BEGIN

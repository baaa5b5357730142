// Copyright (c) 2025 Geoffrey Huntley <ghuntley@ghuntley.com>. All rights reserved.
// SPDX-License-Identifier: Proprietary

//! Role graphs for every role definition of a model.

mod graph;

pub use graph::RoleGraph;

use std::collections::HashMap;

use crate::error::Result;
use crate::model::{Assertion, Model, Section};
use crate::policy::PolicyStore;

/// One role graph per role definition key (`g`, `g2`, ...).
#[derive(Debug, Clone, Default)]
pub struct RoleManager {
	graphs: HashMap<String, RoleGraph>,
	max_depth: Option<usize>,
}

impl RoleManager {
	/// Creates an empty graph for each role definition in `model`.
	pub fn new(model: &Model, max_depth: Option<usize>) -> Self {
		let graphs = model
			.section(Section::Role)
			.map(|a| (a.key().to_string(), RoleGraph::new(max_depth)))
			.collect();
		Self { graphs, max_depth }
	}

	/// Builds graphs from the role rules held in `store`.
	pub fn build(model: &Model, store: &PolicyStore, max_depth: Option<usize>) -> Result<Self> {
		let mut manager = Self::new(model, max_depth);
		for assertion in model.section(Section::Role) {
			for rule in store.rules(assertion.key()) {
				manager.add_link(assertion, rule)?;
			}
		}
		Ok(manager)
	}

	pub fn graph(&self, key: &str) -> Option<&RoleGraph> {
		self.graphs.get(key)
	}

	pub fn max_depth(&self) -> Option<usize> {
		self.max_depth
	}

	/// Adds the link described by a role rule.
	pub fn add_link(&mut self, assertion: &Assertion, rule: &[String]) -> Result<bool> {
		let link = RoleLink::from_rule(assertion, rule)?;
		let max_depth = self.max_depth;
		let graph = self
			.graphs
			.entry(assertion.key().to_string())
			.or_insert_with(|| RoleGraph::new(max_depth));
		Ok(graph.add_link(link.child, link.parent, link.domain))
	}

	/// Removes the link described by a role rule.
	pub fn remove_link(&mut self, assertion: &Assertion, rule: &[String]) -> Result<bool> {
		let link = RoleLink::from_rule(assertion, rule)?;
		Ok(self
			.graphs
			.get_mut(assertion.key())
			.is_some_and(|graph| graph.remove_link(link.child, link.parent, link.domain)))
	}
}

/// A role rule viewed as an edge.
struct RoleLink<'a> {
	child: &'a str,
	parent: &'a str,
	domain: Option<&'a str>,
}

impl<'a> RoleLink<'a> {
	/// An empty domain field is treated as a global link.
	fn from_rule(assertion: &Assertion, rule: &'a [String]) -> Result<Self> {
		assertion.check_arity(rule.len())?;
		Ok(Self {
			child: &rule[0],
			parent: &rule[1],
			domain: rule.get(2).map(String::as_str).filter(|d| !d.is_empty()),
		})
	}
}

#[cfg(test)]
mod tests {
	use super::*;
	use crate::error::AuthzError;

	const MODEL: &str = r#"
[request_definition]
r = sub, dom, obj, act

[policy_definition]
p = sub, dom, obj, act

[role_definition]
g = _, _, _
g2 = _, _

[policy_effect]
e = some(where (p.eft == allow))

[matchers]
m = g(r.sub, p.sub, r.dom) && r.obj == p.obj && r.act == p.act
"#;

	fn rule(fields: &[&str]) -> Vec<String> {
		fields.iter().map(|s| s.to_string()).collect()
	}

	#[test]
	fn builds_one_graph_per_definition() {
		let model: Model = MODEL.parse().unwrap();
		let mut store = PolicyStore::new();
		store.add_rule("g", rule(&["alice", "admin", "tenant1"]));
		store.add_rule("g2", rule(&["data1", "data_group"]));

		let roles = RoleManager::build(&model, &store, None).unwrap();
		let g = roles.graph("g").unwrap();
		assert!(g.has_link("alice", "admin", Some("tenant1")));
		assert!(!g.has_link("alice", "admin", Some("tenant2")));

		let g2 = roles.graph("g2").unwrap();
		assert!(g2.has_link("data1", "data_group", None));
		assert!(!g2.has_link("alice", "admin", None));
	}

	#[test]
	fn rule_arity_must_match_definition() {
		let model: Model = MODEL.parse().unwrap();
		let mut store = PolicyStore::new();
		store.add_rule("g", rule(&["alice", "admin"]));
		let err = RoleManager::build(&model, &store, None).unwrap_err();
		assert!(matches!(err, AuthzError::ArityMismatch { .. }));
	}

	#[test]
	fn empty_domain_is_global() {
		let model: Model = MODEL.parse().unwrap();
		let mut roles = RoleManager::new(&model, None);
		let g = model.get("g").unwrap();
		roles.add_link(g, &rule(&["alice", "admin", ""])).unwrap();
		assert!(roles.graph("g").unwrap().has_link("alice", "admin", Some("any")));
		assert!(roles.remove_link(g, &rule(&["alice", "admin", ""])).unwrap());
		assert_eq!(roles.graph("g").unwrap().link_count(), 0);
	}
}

END

*WHAT THE TASK REQUIRES*
An exact copy of the data is needed, running from its first line through the line that holds "use crate::error::Result;", and nothing beyond that.

*EXERCISE SOLUTION*
repository baaa5b5357730142
// Copyright (c) 2025 Geoffrey Huntley <ghuntley@ghuntley.com>. All rights reserved.
// SPDX-License-Identifier: Proprietary

//! Role graphs for every role definition of a model.

mod graph;

pub use graph::RoleGraph;

use std::collections::HashMap;

use crate::error::Result;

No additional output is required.